Comment by ordu
6 hours ago
> These theories are flawed in the sense that they cannot account for subjective experience and agency, amongst other things.
It would be a valid argument if you could explain us what subjective experience and agency are. No one can explain this, so the arguments sounds like "AI doesn't have something I don't really know what, but they have to miss something, sure".
> But the truth is that we don't know.
Yes! This is the point. If we don't know how our minds work, how can we be sure that a machine doesn't work like our minds?
> I highly recommend people in the AI research space should read philosophy and modern linguistics.
Linguists are linguists, they don't know about consciousness, they specialists in language.

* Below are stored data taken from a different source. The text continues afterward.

// registry.rs — Built-in node metadata registry
//
// The innermost scope tier: metadata for every built-in the language
// exposes (math functions, width adapters, filter designers, delay-line and
// RNG primitives, conversion nodes, math constants, the external port
// arrays). Kind metadata declares which input pins exist, which names alias
// which indices, whether the built-in is variadic, and how its result rate
// is derived.

use std::fmt;

use serde::Serialize;

use crate::ast::TypeLitKind;

// ── Scalar types, shapes, rates ─────────────────────────────────────────────

/// Primitive scalar types carried on edges.
///
/// Masks are `Bool` semantically; their bit representation is a backend
/// concern.
#[derive(Debug, Clone, Copy, PartialEq, Eq, Hash, PartialOrd, Ord, Serialize)]
#[serde(rename_all = "lowercase")]
pub enum ScalarType {
    I32,
    I64,
    F32,
    F64,
    Bool,
}

impl ScalarType {
    pub fn is_integral(self) -> bool {
        matches!(self, ScalarType::I32 | ScalarType::I64)
    }

    pub fn is_float(self) -> bool {
        matches!(self, ScalarType::F32 | ScalarType::F64)
    }

    pub fn is_bool(self) -> bool {
        self == ScalarType::Bool
    }

    pub fn is_numeric(self) -> bool {
        !self.is_bool()
    }
}

impl From<TypeLitKind> for ScalarType {
    fn from(kind: TypeLitKind) -> Self {
        match kind {
            TypeLitKind::I32 => ScalarType::I32,
            TypeLitKind::I64 => ScalarType::I64,
            TypeLitKind::F32 => ScalarType::F32,
            TypeLitKind::F64 => ScalarType::F64,
            TypeLitKind::Bool => ScalarType::Bool,
        }
    }
}

impl fmt::Display for ScalarType {
    fn fmt(&self, f: &mut fmt::Formatter<'_>) -> fmt::Result {
        let name = match self {
            ScalarType::I32 => "i32",
            ScalarType::I64 => "i64",
            ScalarType::F32 => "f32",
            ScalarType::F64 => "f64",
            ScalarType::Bool => "bool",
        };
        write!(f, "{name}")
    }
}

/// The static signature of a value on an edge: scalar type plus channel
/// count (width ≥ 1; a scalar value is width 1).
#[derive(Debug, Clone, Copy, PartialEq, Eq, Hash, Serialize)]
pub struct Shape {
    pub scalar: ScalarType,
    pub width: u32,
}

impl Shape {
    pub fn new(scalar: ScalarType, width: u32) -> Shape {
        Shape { scalar, width }
    }

    pub fn scalar_of(scalar: ScalarType) -> Shape {
        Shape { scalar, width: 1 }
    }
}

impl fmt::Display for Shape {
    fn fmt(&self, f: &mut fmt::Formatter<'_>) -> fmt::Result {
        write!(f, "{}({})", self.scalar, self.width)
    }
}

/// How often a value changes. The derived ordering is the rate lattice:
/// `Constant < Block < Sample`.
#[derive(Debug, Clone, Copy, PartialEq, Eq, PartialOrd, Ord, Hash, Serialize)]
#[serde(rename_all = "lowercase")]
pub enum Rate {
    Constant,
    Block,
    Sample,
}

impl fmt::Display for Rate {
    fn fmt(&self, f: &mut fmt::Formatter<'_>) -> fmt::Result {
        let name = match self {
            Rate::Constant => "C",
            Rate::Block => "B",
            Rate::Sample => "S",
        };
        write!(f, "{name}")
    }
}

// ── Built-in metadata ───────────────────────────────────────────────────────

/// Metadata for one input pin: its name alias and whether it must be
/// connected. Pins are addressable both by index and by name.
#[derive(Debug, Clone, Copy, Serialize)]
pub struct PinMeta {
    pub name: &'static str,
    pub required: bool,
}

const fn pin(name: &'static str) -> PinMeta {
    PinMeta {
        name,
        required: true,
    }
}

/// How a built-in's result rate is derived.
#[derive(Debug, Clone, Copy, PartialEq, Eq, Serialize)]
pub enum RatePolicy {
    /// Maximum of the input rates (the default rate arithmetic).
    MaxOfInputs,
    /// Always the given rate, regardless of inputs.
    Fixed(Rate),
}

/// Static metadata for a function-like built-in.
#[derive(Debug, Clone, Serialize)]
pub struct KindMeta {
    /// Lookup path: `sin`, `biquad.lowpass`, …
    pub path: &'static str,
    /// Fixed input pins, in index order. Names alias indices.
    pub inputs: &'static [PinMeta],
    /// Whether additional unnamed inputs beyond `inputs` are accepted
    /// (`merge`, `select`).
    pub variadic: bool,
    /// Number of output pins for non-`split` kinds (`split` derives its
    /// output count from its width arguments).
    pub outputs: u32,
    pub rate: RatePolicy,
}

/// Function-like built-ins.
#[derive(Debug, Clone, Copy, PartialEq, Eq, Hash, Serialize)]
pub enum BuiltinFn {
    If,
    Select,
    Broadcast,
    Truncate,
    Merge,
    Split,
    Slice,
    Sin,
    Cos,
    Tan,
    Sinh,
    Cosh,
    Tanh,
    Min,
    Max,
    Pow,
    Clamp,
    CastI32,
    CastI64,
    CastF32,
    CastF64,
    CastBool,
    BiquadLowpass,
    BiquadHighpass,
    BiquadBandpass,
    Xoroshiro,
    DelRead,
    DelWrite,
    Sr,
    Clock,
}

impl BuiltinFn {
    /// The cast target for conversion built-ins, if this is one.
    pub fn cast_target(self) -> Option<ScalarType> {
        match self {
            BuiltinFn::CastI32 => Some(ScalarType::I32),
            BuiltinFn::CastI64 => Some(ScalarType::I64),
            BuiltinFn::CastF32 => Some(ScalarType::F32),
            BuiltinFn::CastF64 => Some(ScalarType::F64),
            BuiltinFn::CastBool => Some(ScalarType::Bool),
            _ => None,
        }
    }
}

/// Math constants (C-rate `f64(1)` literals).
#[derive(Debug, Clone, Copy, PartialEq, Eq, Serialize)]
pub enum MathConst {
    Pi,
    E,
    Tau,
}

impl MathConst {
    pub fn value(self) -> f64 {
        match self {
            MathConst::Pi => std::f64::consts::PI,
            MathConst::E => std::f64::consts::E,
            MathConst::Tau => std::f64::consts::TAU,
        }
    }
}

/// What a tier-1 name resolves to.
#[derive(Debug, Clone, Copy, PartialEq)]
pub enum Builtin {
    Fn(BuiltinFn),
    Const(MathConst),
    /// The external input port array (`input[k]` or by declared name).
    Inputs,
    /// The external output port array.
    Outputs,
}

// ── The static table ────────────────────────────────────────────────────────

struct Entry {
    func: BuiltinFn,
    meta: KindMeta,
}

macro_rules! entry {
    ($func:ident, $path:literal, [$($pin:literal),*], variadic: $variadic:literal,
     outputs: $outputs:literal, rate: $rate:expr) => {
        Entry {
            func: BuiltinFn::$func,
            meta: KindMeta {
                path: $path,
                inputs: &[$(pin($pin)),*],
                variadic: $variadic,
                outputs: $outputs,
                rate: $rate,
            },
        }
    };
}

static TABLE: &[Entry] = &[
    entry!(If, "if", ["cond", "then", "else"], variadic: false, outputs: 1, rate: RatePolicy::MaxOfInputs),
    entry!(Select, "select", ["index"], variadic: true, outputs: 1, rate: RatePolicy::MaxOfInputs),
    entry!(Broadcast, "broadcast", ["input"], variadic: false, outputs: 1, rate: RatePolicy::MaxOfInputs),
    entry!(Truncate, "truncate", ["input"], variadic: false, outputs: 1, rate: RatePolicy::MaxOfInputs),
    entry!(Merge, "merge", [], variadic: true, outputs: 1, rate: RatePolicy::MaxOfInputs),
    entry!(Split, "split", ["input"], variadic: false, outputs: 0, rate: RatePolicy::MaxOfInputs),
    entry!(Slice, "slice", ["input"], variadic: false, outputs: 1, rate: RatePolicy::MaxOfInputs),
    entry!(Sin, "sin", ["input"], variadic: false, outputs: 1, rate: RatePolicy::MaxOfInputs),
    entry!(Cos, "cos", ["input"], variadic: false, outputs: 1, rate: RatePolicy::MaxOfInputs),
    entry!(Tan, "tan", ["input"], variadic: false, outputs: 1, rate: RatePolicy::MaxOfInputs),
    entry!(Sinh, "sinh", ["input"], variadic: false, outputs: 1, rate: RatePolicy::MaxOfInputs),
    entry!(Cosh, "cosh", ["input"], variadic: false, outputs: 1, rate: RatePolicy::MaxOfInputs),
    entry!(Tanh, "tanh", ["input"], variadic: false, outputs: 1, rate: RatePolicy::MaxOfInputs),
    entry!(Min, "min", ["a", "b"], variadic: false, outputs: 1, rate: RatePolicy::MaxOfInputs),
    entry!(Max, "max", ["a", "b"], variadic: false, outputs: 1, rate: RatePolicy::MaxOfInputs),
    entry!(Pow, "pow", ["base", "exponent"], variadic: false, outputs: 1, rate: RatePolicy::MaxOfInputs),
    entry!(Clamp, "clamp", ["value", "lower", "upper"], variadic: false, outputs: 1, rate: RatePolicy::MaxOfInputs),
    entry!(CastI32, "i32", ["input"], variadic: false, outputs: 1, rate: RatePolicy::MaxOfInputs),
    entry!(CastI64, "i64", ["input"], variadic: false, outputs: 1, rate: RatePolicy::MaxOfInputs),
    entry!(CastF32, "f32", ["input"], variadic: false, outputs: 1, rate: RatePolicy::MaxOfInputs),
    entry!(CastF64, "f64", ["input"], variadic: false, outputs: 1, rate: RatePolicy::MaxOfInputs),
    entry!(CastBool, "bool", ["input"], variadic: false, outputs: 1, rate: RatePolicy::MaxOfInputs),
    entry!(BiquadLowpass, "biquad.lowpass", ["input", "frequency", "q"], variadic: false, outputs: 1, rate: RatePolicy::Fixed(Rate::Sample)),
    entry!(BiquadHighpass, "biquad.highpass", ["input", "frequency", "q"], variadic: false, outputs: 1, rate: RatePolicy::Fixed(Rate::Sample)),
    entry!(BiquadBandpass, "biquad.bandpass", ["input", "frequency", "q"], variadic: false, outputs: 1, rate: RatePolicy::Fixed(Rate::Sample)),
    entry!(Xoroshiro, "xoroshiro", [], variadic: false, outputs: 1, rate: RatePolicy::Fixed(Rate::Sample)),
    entry!(DelRead, "delread", ["delay"], variadic: false, outputs: 1, rate: RatePolicy::Fixed(Rate::Sample)),
    entry!(DelWrite, "delwrite", ["value"], variadic: false, outputs: 0, rate: RatePolicy::MaxOfInputs),
    entry!(Sr, "sr", [], variadic: false, outputs: 1, rate: RatePolicy::Fixed(Rate::Constant)),
    entry!(Clock, "clock", [], variadic: false, outputs: 1, rate: RatePolicy::Fixed(Rate::Sample)),
];

// ── Registry ────────────────────────────────────────────────────────────────

/// The built-in registry. All metadata is static; the struct exists so that
/// lookups and the canonical fingerprint flow through one place.
#[derive(Debug, Default)]
pub struct Registry;

impl Registry {
    pub fn new() -> Self {
        Registry
    }

    /// Number of function-like built-ins.
    pub fn len(&self) -> usize {
        TABLE.len()
    }

    pub fn is_empty(&self) -> bool {
        false
    }

    /// Look up a single-segment tier-1 name.
    pub fn lookup_name(&self, name: &str) -> Option<Builtin> {
        match name {
            "input" => return Some(Builtin::Inputs),
            "output" => return Some(Builtin::Outputs),
            "pi" => return Some(Builtin::Const(MathConst::Pi)),
            "e" => return Some(Builtin::Const(MathConst::E)),
            "tau" => return Some(Builtin::Const(MathConst::Tau)),
            _ => {}
        }
        TABLE
            .iter()
            .find(|entry| entry.meta.path == name)
            .map(|entry| Builtin::Fn(entry.func))
    }

    /// Look up a dotted path (`biquad.lowpass`).
    pub fn lookup_path(&self, segments: &[&str]) -> Option<Builtin> {
        match segments {
            [single] => self.lookup_name(single),
            [module, member] => {
                let joined = format!("{module}.{member}");
                TABLE
                    .iter()
                    .find(|entry| entry.meta.path == joined)
                    .map(|entry| Builtin::Fn(entry.func))
            }
            _ => None,
        }
    }

    /// True if `name` is a built-in module prefix (`biquad`).
    pub fn is_module(&self, name: &str) -> bool {
        let prefix = format!("{name}.");
        TABLE.iter().any(|entry| entry.meta.path.starts_with(&prefix))
    }

    /// Kind metadata for a function-like built-in.
    pub fn meta(&self, func: BuiltinFn) -> &'static KindMeta {
        &TABLE
            .iter()
            .find(|entry| entry.func == func)
            .expect("every BuiltinFn has a table entry")
            .meta
    }

    /// Canonical compact JSON of the registry, for fingerprinting. Entries
    /// are emitted in table order, which is fixed at compile time.
    pub fn canonical_json(&self) -> String {
        let metas: Vec<&KindMeta> = TABLE.iter().map(|entry| &entry.meta).collect();
        serde_json::to_string(&metas).expect("registry metadata serializes")
    }
}

// ── Tests ──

The main teaching of philosophy is to open your mind wide, and then still wider. So yes, we all should read more philosophy, but we should remember while reading, that philosophy is what we do, when we can't turn a question to a scientific one. I'd say that philosophy is more about finding the right question, than the right answer. Until there are no science branches like Subjectology or Consciousiology, and all you can find are TL;DRs written by philosophers and scientists from unrelated branches of science (like linguists or neurologists) you can be sure that the right question is not found yet. Therefore it is better to keep yourself uncertain. BTW it is the main lesson of philosophy: to open your mind wide and then open it wider still.
I believe, that all this philosophy is... well... philosophy. Meta-physics. It doesn't matter. What does matter is how we should deal with machines? Do we have to treat them as human beings? Should we accept that they have "human rights"? Can a machine be held accountable for its mistakes? Can we talk about "intentional" and "unintentional" mistakes of a machine?
Answers to these questions are important, they are imperative answers, they govern how we live our lives. But when people try to answer them, they somehow jump to talking about consciousness, and "are they really like us or not", and... etc. I personally keep myself uncertain. I'm pretty sure that current models do not deserve human rights. I cannot say about future models.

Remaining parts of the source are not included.